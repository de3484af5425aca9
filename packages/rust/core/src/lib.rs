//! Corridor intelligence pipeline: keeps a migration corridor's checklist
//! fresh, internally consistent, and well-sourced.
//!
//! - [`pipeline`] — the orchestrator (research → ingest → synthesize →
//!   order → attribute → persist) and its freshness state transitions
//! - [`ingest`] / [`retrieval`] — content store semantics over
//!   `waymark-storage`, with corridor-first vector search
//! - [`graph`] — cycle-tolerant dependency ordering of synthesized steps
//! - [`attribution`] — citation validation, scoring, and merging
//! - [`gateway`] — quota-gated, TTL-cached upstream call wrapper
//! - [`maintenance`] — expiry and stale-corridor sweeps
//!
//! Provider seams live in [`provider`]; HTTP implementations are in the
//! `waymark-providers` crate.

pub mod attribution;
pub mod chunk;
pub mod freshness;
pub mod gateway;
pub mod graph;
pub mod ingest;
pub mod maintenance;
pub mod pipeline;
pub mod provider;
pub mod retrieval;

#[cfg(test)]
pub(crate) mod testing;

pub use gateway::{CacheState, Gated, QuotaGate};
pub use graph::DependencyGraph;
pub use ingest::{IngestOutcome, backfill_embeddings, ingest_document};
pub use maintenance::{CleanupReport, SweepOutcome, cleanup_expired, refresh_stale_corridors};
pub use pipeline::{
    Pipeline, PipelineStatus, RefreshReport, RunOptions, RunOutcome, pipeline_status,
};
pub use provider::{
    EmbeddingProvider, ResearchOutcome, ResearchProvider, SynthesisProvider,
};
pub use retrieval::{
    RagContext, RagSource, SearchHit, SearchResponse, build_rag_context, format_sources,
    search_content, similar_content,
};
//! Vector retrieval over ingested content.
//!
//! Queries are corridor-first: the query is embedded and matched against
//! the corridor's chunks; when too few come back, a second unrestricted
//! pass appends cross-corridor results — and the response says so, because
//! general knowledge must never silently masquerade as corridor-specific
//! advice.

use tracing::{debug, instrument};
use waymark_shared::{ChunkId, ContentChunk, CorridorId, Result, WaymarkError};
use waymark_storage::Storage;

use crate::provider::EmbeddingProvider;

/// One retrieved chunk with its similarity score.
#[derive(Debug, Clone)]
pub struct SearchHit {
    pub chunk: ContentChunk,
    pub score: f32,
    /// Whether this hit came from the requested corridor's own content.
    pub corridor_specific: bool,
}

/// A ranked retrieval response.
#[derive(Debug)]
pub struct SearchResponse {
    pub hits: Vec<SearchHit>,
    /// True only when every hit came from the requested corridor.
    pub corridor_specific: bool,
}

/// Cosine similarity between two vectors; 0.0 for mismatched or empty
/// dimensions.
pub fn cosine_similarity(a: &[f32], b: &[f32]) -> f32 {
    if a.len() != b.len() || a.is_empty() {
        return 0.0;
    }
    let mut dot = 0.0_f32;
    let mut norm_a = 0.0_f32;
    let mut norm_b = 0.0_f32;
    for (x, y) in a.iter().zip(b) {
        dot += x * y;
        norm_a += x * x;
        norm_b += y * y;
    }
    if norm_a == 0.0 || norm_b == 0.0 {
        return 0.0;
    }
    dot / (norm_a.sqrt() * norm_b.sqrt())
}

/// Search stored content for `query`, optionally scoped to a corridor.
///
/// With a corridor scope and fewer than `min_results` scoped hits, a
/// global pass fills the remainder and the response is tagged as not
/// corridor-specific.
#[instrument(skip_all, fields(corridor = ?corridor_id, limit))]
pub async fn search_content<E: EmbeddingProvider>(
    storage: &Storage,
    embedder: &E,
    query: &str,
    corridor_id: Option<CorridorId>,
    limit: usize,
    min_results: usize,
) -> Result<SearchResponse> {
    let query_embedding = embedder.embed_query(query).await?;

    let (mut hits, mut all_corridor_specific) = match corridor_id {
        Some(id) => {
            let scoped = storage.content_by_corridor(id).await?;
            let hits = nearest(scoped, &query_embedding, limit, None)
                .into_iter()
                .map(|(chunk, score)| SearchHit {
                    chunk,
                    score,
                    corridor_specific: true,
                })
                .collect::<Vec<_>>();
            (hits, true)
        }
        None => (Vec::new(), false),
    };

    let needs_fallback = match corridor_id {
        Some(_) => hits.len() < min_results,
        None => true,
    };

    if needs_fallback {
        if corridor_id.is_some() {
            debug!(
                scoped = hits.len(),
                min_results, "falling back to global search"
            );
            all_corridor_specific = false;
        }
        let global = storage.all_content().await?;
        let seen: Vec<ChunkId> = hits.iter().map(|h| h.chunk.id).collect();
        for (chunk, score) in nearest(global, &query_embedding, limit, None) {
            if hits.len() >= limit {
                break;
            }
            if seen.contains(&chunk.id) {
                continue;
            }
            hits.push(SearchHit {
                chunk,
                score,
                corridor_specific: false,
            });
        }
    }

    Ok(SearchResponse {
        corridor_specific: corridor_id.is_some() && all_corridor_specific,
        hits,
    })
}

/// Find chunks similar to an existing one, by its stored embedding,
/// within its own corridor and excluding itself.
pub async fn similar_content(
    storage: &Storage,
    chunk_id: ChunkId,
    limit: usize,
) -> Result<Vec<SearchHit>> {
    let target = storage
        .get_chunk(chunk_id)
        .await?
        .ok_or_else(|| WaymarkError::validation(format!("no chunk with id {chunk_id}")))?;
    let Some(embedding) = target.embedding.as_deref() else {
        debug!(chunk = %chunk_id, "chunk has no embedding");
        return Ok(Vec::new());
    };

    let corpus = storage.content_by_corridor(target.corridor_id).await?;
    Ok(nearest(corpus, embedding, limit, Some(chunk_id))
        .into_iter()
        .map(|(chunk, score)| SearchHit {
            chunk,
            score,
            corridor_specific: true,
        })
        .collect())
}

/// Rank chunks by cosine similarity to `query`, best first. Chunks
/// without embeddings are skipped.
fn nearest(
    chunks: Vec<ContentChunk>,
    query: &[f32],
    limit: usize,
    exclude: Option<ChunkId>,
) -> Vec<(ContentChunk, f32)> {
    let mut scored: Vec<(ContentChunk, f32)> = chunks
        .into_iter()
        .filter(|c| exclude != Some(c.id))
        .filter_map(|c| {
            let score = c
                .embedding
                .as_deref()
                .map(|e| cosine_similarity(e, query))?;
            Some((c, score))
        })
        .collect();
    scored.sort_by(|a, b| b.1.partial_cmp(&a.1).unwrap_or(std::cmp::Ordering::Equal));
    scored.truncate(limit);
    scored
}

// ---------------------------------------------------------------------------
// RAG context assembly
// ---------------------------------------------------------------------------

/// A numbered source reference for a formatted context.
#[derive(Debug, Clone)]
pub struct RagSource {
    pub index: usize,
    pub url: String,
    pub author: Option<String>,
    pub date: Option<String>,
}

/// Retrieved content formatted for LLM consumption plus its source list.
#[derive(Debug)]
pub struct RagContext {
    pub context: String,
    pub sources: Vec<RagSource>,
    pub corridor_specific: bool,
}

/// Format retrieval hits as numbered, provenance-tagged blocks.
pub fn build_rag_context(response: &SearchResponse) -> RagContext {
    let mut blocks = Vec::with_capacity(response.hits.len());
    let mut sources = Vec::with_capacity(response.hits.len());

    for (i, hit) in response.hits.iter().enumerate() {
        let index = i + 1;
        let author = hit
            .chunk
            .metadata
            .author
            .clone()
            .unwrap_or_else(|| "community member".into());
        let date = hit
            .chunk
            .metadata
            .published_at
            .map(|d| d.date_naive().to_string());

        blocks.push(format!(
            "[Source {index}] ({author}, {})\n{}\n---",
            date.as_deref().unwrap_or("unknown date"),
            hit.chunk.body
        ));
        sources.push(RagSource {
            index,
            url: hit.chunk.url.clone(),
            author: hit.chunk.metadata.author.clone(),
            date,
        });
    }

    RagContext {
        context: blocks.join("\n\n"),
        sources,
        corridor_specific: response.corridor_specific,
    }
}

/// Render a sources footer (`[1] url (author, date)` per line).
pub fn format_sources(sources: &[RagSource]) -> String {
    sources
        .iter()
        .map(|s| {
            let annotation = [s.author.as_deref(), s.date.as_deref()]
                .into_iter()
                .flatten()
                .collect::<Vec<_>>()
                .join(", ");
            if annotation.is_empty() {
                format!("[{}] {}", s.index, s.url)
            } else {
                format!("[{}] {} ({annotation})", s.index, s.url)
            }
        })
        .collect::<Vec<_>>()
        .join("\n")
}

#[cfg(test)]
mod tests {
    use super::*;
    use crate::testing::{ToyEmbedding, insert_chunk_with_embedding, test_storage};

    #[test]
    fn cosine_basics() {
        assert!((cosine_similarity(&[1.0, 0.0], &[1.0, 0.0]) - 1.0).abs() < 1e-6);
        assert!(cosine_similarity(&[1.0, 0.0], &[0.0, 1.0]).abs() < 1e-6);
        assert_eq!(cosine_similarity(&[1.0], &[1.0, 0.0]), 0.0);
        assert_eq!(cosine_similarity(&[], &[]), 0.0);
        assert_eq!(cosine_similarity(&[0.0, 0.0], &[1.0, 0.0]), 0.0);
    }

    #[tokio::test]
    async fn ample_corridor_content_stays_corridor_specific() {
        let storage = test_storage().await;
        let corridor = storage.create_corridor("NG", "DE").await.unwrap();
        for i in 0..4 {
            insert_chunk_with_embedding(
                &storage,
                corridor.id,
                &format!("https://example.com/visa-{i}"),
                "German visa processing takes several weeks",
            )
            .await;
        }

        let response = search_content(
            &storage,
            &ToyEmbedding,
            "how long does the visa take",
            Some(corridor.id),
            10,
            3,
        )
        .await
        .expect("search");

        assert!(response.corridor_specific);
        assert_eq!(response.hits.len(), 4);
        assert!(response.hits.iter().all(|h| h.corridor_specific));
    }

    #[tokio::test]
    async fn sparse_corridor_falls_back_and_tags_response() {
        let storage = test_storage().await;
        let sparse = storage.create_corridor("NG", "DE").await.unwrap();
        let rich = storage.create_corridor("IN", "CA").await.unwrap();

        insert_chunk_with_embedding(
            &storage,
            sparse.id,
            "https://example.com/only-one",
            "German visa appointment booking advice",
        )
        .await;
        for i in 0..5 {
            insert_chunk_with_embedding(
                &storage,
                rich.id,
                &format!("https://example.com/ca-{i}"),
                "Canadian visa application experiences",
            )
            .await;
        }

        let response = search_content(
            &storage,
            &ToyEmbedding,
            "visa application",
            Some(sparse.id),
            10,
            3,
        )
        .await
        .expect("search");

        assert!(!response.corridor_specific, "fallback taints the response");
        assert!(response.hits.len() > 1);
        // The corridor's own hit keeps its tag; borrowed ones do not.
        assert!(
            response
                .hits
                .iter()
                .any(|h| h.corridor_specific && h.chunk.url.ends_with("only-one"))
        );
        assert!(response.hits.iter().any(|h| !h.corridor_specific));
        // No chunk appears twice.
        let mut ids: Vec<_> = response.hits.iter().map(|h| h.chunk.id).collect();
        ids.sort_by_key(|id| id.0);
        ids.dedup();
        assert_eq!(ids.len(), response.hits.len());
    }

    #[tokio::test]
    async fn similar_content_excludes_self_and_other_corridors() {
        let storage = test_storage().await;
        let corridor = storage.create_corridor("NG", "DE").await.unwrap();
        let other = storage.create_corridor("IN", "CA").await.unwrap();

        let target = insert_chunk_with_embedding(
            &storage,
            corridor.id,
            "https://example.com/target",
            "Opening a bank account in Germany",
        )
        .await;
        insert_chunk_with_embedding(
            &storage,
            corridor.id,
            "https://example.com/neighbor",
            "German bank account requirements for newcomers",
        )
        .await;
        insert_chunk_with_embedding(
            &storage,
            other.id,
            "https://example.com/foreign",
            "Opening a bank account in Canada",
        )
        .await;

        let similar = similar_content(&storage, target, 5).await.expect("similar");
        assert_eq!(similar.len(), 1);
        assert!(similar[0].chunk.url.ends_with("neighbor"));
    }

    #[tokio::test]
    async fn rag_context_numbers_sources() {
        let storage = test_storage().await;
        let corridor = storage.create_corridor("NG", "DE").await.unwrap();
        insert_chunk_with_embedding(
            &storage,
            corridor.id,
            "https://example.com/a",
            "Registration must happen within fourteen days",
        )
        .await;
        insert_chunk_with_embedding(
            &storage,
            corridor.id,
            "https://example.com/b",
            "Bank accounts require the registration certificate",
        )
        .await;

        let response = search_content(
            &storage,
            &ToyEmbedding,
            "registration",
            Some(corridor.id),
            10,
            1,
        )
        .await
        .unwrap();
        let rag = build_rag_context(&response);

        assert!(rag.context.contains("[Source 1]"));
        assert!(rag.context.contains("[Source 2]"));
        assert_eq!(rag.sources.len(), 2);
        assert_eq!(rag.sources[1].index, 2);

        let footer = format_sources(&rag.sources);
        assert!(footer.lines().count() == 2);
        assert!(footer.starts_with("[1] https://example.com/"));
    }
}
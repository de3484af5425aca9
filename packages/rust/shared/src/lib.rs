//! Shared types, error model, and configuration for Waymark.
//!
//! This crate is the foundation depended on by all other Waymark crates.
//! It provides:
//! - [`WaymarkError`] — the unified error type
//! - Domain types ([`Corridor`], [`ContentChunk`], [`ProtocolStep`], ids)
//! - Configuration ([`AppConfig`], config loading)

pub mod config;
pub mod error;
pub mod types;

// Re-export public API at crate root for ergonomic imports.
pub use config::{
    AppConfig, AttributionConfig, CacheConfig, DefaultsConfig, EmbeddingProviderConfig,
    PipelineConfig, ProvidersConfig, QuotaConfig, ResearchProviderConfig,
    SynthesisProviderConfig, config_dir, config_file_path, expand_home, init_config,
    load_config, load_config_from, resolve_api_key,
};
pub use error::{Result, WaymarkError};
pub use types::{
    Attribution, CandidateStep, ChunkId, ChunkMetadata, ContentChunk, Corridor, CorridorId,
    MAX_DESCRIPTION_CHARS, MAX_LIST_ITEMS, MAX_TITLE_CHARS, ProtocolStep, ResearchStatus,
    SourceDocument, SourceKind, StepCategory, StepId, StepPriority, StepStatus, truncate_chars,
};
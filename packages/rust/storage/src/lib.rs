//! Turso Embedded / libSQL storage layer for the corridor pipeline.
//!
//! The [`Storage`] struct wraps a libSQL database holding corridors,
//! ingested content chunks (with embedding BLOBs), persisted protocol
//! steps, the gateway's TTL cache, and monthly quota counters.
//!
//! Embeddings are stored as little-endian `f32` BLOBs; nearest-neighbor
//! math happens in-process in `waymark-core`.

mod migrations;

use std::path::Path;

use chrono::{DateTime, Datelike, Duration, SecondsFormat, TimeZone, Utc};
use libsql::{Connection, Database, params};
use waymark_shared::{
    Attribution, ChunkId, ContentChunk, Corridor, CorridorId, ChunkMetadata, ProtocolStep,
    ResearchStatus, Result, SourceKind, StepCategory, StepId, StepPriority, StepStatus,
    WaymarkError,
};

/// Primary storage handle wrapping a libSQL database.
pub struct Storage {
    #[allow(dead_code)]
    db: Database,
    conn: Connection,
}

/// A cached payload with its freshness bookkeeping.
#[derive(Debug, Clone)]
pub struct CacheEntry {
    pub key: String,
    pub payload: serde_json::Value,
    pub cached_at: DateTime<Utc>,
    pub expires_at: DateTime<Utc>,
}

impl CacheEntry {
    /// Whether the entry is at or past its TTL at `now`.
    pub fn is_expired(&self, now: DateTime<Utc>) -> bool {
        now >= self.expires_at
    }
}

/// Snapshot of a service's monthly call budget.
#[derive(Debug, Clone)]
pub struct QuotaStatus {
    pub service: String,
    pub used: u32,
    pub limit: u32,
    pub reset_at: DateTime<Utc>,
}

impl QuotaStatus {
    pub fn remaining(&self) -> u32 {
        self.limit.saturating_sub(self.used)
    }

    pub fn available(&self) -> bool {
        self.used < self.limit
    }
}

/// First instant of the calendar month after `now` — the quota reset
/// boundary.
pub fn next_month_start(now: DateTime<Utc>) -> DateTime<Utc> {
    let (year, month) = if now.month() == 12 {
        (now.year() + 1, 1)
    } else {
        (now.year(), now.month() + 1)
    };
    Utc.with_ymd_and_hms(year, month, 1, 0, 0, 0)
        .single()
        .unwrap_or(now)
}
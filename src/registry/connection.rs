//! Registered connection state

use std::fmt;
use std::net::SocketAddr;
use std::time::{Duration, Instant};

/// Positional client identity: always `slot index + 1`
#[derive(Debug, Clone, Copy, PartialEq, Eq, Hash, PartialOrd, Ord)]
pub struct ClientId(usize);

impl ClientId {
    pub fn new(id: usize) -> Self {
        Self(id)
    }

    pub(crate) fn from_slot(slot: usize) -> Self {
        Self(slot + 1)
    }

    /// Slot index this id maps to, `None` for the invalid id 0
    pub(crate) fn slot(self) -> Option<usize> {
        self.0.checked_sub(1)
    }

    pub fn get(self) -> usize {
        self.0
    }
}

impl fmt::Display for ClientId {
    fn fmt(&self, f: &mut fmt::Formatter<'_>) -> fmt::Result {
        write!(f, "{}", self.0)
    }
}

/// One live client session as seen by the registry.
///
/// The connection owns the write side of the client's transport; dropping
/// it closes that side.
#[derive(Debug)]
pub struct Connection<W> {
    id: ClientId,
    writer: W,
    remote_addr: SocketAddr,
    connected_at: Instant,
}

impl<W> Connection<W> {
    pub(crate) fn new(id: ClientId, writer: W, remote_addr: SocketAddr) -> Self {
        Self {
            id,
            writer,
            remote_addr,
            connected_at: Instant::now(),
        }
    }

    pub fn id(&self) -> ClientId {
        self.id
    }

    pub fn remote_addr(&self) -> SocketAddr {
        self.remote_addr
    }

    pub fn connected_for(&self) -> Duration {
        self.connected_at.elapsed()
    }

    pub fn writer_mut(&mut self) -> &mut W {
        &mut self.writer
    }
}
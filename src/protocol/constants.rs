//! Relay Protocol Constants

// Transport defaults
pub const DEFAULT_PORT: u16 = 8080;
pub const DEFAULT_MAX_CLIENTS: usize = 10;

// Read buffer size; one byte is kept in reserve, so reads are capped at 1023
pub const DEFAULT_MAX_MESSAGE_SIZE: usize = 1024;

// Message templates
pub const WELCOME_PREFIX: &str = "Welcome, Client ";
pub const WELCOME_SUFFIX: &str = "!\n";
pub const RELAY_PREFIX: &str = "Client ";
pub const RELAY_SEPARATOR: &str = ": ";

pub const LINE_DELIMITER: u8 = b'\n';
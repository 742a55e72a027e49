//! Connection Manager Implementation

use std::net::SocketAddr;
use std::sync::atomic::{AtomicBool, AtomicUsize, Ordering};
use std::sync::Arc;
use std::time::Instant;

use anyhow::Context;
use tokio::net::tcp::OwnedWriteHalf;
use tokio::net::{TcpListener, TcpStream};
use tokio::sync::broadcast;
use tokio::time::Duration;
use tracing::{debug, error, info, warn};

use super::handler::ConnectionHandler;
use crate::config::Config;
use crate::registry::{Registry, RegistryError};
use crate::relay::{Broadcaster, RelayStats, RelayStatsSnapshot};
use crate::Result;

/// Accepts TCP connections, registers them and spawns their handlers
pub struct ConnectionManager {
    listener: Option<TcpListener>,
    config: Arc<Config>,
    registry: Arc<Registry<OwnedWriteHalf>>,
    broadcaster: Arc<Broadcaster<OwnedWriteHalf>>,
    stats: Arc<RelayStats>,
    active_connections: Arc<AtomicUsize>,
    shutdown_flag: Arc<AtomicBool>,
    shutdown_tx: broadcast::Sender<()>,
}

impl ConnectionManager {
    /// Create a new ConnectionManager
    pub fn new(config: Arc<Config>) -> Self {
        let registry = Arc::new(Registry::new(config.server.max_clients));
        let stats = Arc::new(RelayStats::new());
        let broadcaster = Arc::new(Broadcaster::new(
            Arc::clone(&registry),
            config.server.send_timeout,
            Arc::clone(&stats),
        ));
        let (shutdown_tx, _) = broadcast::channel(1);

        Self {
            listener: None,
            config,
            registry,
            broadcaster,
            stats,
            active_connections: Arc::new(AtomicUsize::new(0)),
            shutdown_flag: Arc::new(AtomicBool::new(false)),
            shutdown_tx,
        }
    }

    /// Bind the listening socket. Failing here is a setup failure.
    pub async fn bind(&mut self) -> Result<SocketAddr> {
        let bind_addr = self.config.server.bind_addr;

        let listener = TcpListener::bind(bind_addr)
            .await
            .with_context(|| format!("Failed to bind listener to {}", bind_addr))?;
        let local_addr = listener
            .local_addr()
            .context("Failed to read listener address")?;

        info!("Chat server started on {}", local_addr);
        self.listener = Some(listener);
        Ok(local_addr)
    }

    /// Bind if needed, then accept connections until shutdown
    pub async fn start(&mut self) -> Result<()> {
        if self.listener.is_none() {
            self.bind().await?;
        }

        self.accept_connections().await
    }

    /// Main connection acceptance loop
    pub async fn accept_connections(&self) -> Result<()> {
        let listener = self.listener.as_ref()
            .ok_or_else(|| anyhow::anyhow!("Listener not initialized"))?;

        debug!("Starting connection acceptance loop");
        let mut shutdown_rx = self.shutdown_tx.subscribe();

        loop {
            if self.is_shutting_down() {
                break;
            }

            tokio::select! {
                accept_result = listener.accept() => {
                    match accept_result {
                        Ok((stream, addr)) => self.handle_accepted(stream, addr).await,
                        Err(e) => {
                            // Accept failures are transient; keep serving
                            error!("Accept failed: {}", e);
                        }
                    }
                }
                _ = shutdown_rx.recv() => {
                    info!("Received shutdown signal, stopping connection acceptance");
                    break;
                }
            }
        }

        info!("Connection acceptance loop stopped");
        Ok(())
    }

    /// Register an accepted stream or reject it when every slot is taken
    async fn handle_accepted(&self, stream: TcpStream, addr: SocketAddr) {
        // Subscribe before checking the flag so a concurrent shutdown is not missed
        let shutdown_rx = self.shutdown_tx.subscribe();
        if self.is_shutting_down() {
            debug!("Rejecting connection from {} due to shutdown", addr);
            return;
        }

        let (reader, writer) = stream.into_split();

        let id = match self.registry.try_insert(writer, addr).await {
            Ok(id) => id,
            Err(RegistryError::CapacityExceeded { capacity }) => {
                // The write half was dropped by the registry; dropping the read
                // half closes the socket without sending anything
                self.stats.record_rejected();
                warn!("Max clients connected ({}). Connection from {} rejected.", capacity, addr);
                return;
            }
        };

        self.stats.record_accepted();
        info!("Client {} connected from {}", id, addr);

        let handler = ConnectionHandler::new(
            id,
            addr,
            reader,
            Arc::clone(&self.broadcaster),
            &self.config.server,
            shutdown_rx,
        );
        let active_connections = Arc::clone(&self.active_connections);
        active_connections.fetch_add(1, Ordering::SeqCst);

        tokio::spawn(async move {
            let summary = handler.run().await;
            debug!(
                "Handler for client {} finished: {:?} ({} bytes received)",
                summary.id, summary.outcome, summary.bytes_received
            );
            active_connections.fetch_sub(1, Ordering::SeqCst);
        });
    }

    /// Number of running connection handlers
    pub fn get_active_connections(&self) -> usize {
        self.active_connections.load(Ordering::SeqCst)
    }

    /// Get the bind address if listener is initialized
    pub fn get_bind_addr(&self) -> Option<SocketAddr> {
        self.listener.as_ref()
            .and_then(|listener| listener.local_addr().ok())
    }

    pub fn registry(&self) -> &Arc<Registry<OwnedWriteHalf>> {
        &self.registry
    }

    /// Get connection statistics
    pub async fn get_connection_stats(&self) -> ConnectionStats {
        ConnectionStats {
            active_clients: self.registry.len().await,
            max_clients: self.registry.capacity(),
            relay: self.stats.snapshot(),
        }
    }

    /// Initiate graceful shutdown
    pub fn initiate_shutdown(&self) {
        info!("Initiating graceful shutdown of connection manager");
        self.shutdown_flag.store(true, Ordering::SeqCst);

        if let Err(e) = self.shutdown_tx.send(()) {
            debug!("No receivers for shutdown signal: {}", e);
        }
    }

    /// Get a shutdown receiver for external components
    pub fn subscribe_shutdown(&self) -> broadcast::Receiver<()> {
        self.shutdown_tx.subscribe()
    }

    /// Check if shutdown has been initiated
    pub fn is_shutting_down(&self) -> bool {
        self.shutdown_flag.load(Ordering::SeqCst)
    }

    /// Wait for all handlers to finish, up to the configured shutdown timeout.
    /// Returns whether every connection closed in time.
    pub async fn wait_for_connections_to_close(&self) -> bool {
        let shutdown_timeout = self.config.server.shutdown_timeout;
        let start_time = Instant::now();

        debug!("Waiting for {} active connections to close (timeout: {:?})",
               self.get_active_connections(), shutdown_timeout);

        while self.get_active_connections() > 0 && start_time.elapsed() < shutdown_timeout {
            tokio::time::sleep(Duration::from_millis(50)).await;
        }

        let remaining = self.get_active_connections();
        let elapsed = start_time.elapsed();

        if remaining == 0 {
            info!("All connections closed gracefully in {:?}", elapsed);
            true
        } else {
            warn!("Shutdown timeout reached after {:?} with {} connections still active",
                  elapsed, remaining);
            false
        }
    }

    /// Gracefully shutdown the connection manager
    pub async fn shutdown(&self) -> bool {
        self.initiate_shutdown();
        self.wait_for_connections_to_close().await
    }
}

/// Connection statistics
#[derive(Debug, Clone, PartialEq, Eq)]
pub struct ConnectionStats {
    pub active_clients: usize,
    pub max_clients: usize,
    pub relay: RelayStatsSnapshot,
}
◇ ◇ ◇ ◇
Scan the lines above for "self.0.checked_sub(1)" and for "capped at 1023". Repeat exactly the line holding each of them and every line in between.

• **Answer box**:
        self.0.checked_sub(1)
    }

    pub fn get(self) -> usize {
        self.0
    }
}

impl fmt::Display for ClientId {
    fn fmt(&self, f: &mut fmt::Formatter<'_>) -> fmt::Result {
        write!(f, "{}", self.0)
    }
}

/// One live client session as seen by the registry.
///
/// The connection owns the write side of the client's transport; dropping
/// it closes that side.
#[derive(Debug)]
pub struct Connection<W> {
    id: ClientId,
    writer: W,
    remote_addr: SocketAddr,
    connected_at: Instant,
}

impl<W> Connection<W> {
    pub(crate) fn new(id: ClientId, writer: W, remote_addr: SocketAddr) -> Self {
        Self {
            id,
            writer,
            remote_addr,
            connected_at: Instant::now(),
        }
    }

    pub fn id(&self) -> ClientId {
        self.id
    }

    pub fn remote_addr(&self) -> SocketAddr {
        self.remote_addr
    }

    pub fn connected_for(&self) -> Duration {
        self.connected_at.elapsed()
    }

    pub fn writer_mut(&mut self) -> &mut W {
        &mut self.writer
    }
}
filename src/protocol/constants.rs
//! Relay Protocol Constants

// Transport defaults
pub const DEFAULT_PORT: u16 = 8080;
pub const DEFAULT_MAX_CLIENTS: usize = 10;

// Read buffer size; one byte is kept in reserve, so reads are capped at 1023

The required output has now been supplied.